If there’s anything that life has taught me I guess it would be that dreams do come true; just keep in mind that it can take a really, really, really long time. I’ve had a List of Dreams my whole life (2nd grade is my earliest memory of my List of Dreams. I wanted to be a writer and announced it to the class), and so far, I keep plugging away at them. It’s like my Spiritual To Do list. Now, these are dreams that are—in theory—attainable.
Keep in mind that I grew up with a split family. My mom was a single mom for a long time and there were a lot of money struggles. Then I moved to my dad’s and with my stepmom’s kids, there was a total of 5 of us. Money was tight but more than that, my stepmom had a lot of psychological issues that affected the whole family. It deeply affected my sister and I and how our high school years happened. It’s a miracle I did as well as I did at school. It also meant that from age 18, I was pretty much on my own and kicked out of the house to figure it all out. If I didn’t have money, I went hungry. If I didn’t have a place to live…I’d have to find one. If I needed help emotionally, I had to figure it out. There wasn’t a support system, though my mom did try. My dad and stepmom…well, that’s a whole book there.
This isn’t a sob story. It really isn’t. The benefit of being on your own is that you get really strong and tenacious, and maybe it’s that background that’s made me indefatigable with these Life Dreams. I don't think my List of Dreams are that big of a deal...but when you start from nothing, every little dream can be a very big deal and can feel almost impossible.
I dreamed of college. At the time, I was the only one of the 5 kids who did it. (My siblings have since gone back.) I paid for everything myself, with occasional $50 gifts from my Aunt. From 18-23, I worked as a waitress until 3 in the morning and went to class. I worked in the library. I took out student loans. And I got my BA in English.
I wanted to be a professor. I put myself through grad school while pregnant and then with a newborn.
I wanted children, and thankfully, I have them.
I wanted to write a book; I’ve written four.
They’ve all taken time and tears and moments where I’ve nearly given up, but time and again, I’ve gotten there.
Now, in a few days, Kealoha and I are heading to Paris. For our wedding, instead of gifts, our wonderful friends and family 'donated' money to a fund so that we could make this trip. It humbles me and makes me all weepy every time I think about it.

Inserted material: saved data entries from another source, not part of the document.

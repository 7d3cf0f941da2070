//! PostgreSQL Repository Implementation
//!
//! The pool comes from `platform::database::shared_pool`, so the first query
//! after startup (or after a failed connect) establishes the connection.

use chrono::{DateTime, Utc};
use platform::database::{DatabaseConfig, shared_pool};
use sqlx::PgPool;
use uuid::Uuid;

use crate::domain::entity::account::Account;
use crate::domain::repository::{AccountRepository, VerificationFields};
use crate::domain::value_object::{
    account_id::AccountId,
    account_role::AccountRole,
    display_name::DisplayName,
    email::Email,
    user_password::UserPassword,
    verification_state::VerificationState,
    verification_token::{IssuedToken, TokenDigest, VerificationToken},
};
use crate::error::{AuthError, AuthResult};

/// PostgreSQL-backed account repository
#[derive(Clone, Debug)]
pub struct PgAccountRepository {
    db: DatabaseConfig,
}

impl PgAccountRepository {
    pub fn new(db: DatabaseConfig) -> Self {
        Self { db }
    }

    async fn pool(&self) -> AuthResult<PgPool> {
        Ok(shared_pool(&self.db).await?)
    }
}

impl AccountRepository for PgAccountRepository {
    async fn create(&self, account: &Account) -> AuthResult<()> {
        let pool = self.pool().await?;
        let pending = account.pending_token();

        let result = sqlx::query(
            r#"
            INSERT INTO accounts (
                account_id,
                email,
                display_name,
                role,
                password_hash,
                is_verified,
                verification_token,
                verification_token_expires,
                created_at,
                updated_at
            ) VALUES ($1, $2, $3, $4, $5, $6, $7, $8, $9, $10)
            "#,
        )
        .bind(account.account_id.as_uuid())
        .bind(account.email.as_str())
        .bind(account.display_name.as_str())
        .bind(account.role.code())
        .bind(account.password_hash.as_phc_string())
        .bind(account.is_verified())
        .bind(pending.map(|issued| issued.token.as_str()))
        .bind(pending.map(|issued| issued.expires_at))
        .bind(account.created_at)
        .bind(account.updated_at)
        .execute(&pool)
        .await;

        match result {
            Ok(_) => Ok(()),
            Err(sqlx::Error::Database(db)) if db.is_unique_violation() => Err(AuthError::EmailTaken),
            Err(e) => Err(e.into()),
        }
    }

    async fn find_by_id(&self, account_id: &AccountId) -> AuthResult<Option<Account>> {
        let pool = self.pool().await?;
        let row = sqlx::query_as::<_, AccountRow>(
            r#"
            SELECT
                account_id,
                email,
                display_name,
                role,
                password_hash,
                is_verified,
                verification_token,
                verification_token_expires,
                consumed_token_digest,
                created_at,
                updated_at
            FROM accounts
            WHERE account_id = $1
            "#,
        )
        .bind(account_id.as_uuid())
        .fetch_optional(&pool)
        .await?;

        row.map(AccountRow::into_account).transpose()
    }

    async fn find_by_email(&self, email: &Email) -> AuthResult<Option<Account>> {
        let pool = self.pool().await?;
        let row = sqlx::query_as::<_, AccountRow>(
            r#"
            SELECT
                account_id,
                email,
                display_name,
                role,
                password_hash,
                is_verified,
                verification_token,
                verification_token_expires,
                consumed_token_digest,
                created_at,
                updated_at
            FROM accounts
            WHERE email = $1
            "#,
        )
        .bind(email.as_str())
        .fetch_optional(&pool)
        .await?;

        row.map(AccountRow::into_account).transpose()
    }

    async fn exists_by_email(&self, email: &Email) -> AuthResult<bool> {
        let pool = self.pool().await?;
        let exists: bool =
            sqlx::query_scalar("SELECT EXISTS (SELECT 1 FROM accounts WHERE email = $1)")
                .bind(email.as_str())
                .fetch_one(&pool)
                .await?;
        Ok(exists)
    }

    async fn find_pending_verifications(&self) -> AuthResult<Vec<Account>> {
        let pool = self.pool().await?;
        let rows = sqlx::query_as::<_, AccountRow>(
            r#"
            SELECT
                account_id,
                email,
                display_name,
                role,
                password_hash,
                is_verified,
                verification_token,
                verification_token_expires,
                consumed_token_digest,
                created_at,
                updated_at
            FROM accounts
            WHERE is_verified = FALSE AND verification_token IS NOT NULL
            "#,
        )
        .fetch_all(&pool)
        .await?;

        rows.into_iter().map(AccountRow::into_account).collect()
    }

    async fn find_by_consumed_digest(&self, digest: &TokenDigest) -> AuthResult<Option<Account>> {
        let pool = self.pool().await?;
        let row = sqlx::query_as::<_, AccountRow>(
            r#"
            SELECT
                account_id,
                email,
                display_name,
                role,
                password_hash,
                is_verified,
                verification_token,
                verification_token_expires,
                consumed_token_digest,
                created_at,
                updated_at
            FROM accounts
            WHERE is_verified = TRUE AND consumed_token_digest = $1
            "#,
        )
        .bind(&digest.as_bytes()[..])
        .fetch_optional(&pool)
        .await?;

        row.map(AccountRow::into_account).transpose()
    }

    async fn set_verification_fields(
        &self,
        account_id: &AccountId,
        fields: &VerificationFields,
    ) -> AuthResult<bool> {
        let pool = self.pool().await?;

        let result = match fields {
            VerificationFields::Pending(issued) => {
                sqlx::query(
                    r#"
                    UPDATE accounts
                    SET verification_token = $2,
                        verification_token_expires = $3,
                        updated_at = NOW()
                    WHERE account_id = $1 AND is_verified = FALSE
                    "#,
                )
                .bind(account_id.as_uuid())
                .bind(issued.token.as_str())
                .bind(issued.expires_at)
                .execute(&pool)
                .await?
            }
            VerificationFields::Verified {
                expected_token,
                consumed_digest,
            } => {
                // Flag, token and expiry change together in one statement
                sqlx::query(
                    r#"
                    UPDATE accounts
                    SET is_verified = TRUE,
                        verification_token = NULL,
                        verification_token_expires = NULL,
                        consumed_token_digest = $3,
                        updated_at = NOW()
                    WHERE account_id = $1
                      AND is_verified = FALSE
                      AND ($2::text IS NULL OR verification_token = $2)
                    "#,
                )
                .bind(account_id.as_uuid())
                .bind(expected_token.as_ref().map(VerificationToken::as_str))
                .bind(consumed_digest.as_ref().map(|d| d.as_bytes().to_vec()))
                .execute(&pool)
                .await?
            }
        };

        Ok(result.rows_affected() == 1)
    }
}

// ============================================================================
// Row Types
// ============================================================================

#[derive(sqlx::FromRow)]
struct AccountRow {
    account_id: Uuid,
    email: String,
    display_name: String,
    role: String,
    password_hash: String,
    is_verified: bool,
    verification_token: Option<String>,
    verification_token_expires: Option<DateTime<Utc>>,
    consumed_token_digest: Option<Vec<u8>>,
    created_at: DateTime<Utc>,
    updated_at: DateTime<Utc>,
}

impl AccountRow {
    fn into_account(self) -> AuthResult<Account> {
        let role = AccountRole::from_code(&self.role)
            .ok_or_else(|| AuthError::Internal(format!("Invalid role: {}", self.role)))?;
        let password_hash = UserPassword::from_phc_string(self.password_hash)
            .map_err(|e| AuthError::Internal(format!("Invalid password hash: {}", e)))?;

        let verification = if self.is_verified {
            VerificationState::Verified {
                consumed_digest: self
                    .consumed_token_digest
                    .as_deref()
                    .and_then(TokenDigest::from_slice),
            }
        } else {
            VerificationState::Unverified {
                pending: match (self.verification_token, self.verification_token_expires) {
                    (Some(token), Some(expires_at)) => Some(IssuedToken {
                        token: VerificationToken::from_db(token),
                        expires_at,
                    }),
                    _ => None,
                },
            }
        };

        Ok(Account {
            account_id: AccountId::from_uuid(self.account_id),
            email: Email::from_db(self.email),
            display_name: DisplayName::from_db(self.display_name),
            role,
            password_hash,
            verification,
            created_at: self.created_at,
            updated_at: self.updated_at,
        })
    }
}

I’ve always wanted to go overseas, but this has been my first real chance. I couldn’t afford it in college and would watch other family members go on long vacations overseas. I never felt jealous. Mostly, I just felt hurt. It hurts to watch others get the things you dream of. But it just wasn’t in the cards for me. After college, I was too busy working and never had money. Then when I had enough saved to go, I didn’t have anyone to go with. Now, now…it’s me and my perfect partner, my Kealoha, off together.
I sorta can’t believe it’s finally here. But I guess like the other things I’ve wanted, it has eventually happened.
What else do I want? (Never fear. There’s more on the list. There’s always more.) I want to be published by a ‘big’ publisher. I want an advance for something I’ve written. I’d like to be a voice on a cartoon or video game. I’d like to own or rent a cottage where I can walk to the beach and hear the waves at night. And I like to go to England, and Ireland, and Italy. And I’d like to take a cooking class in one of those places.
I’m not wishing for world peace or to be rich and famous (although all those things would be nice.)
I guess I’m saying that there have been some pretty dark times in my life…times of deep struggle and times when I’ve been very, very alone without anyone to fall back on. But things change. THINGS CHANGE.
And they usually change for the better, if you can just wait long enough.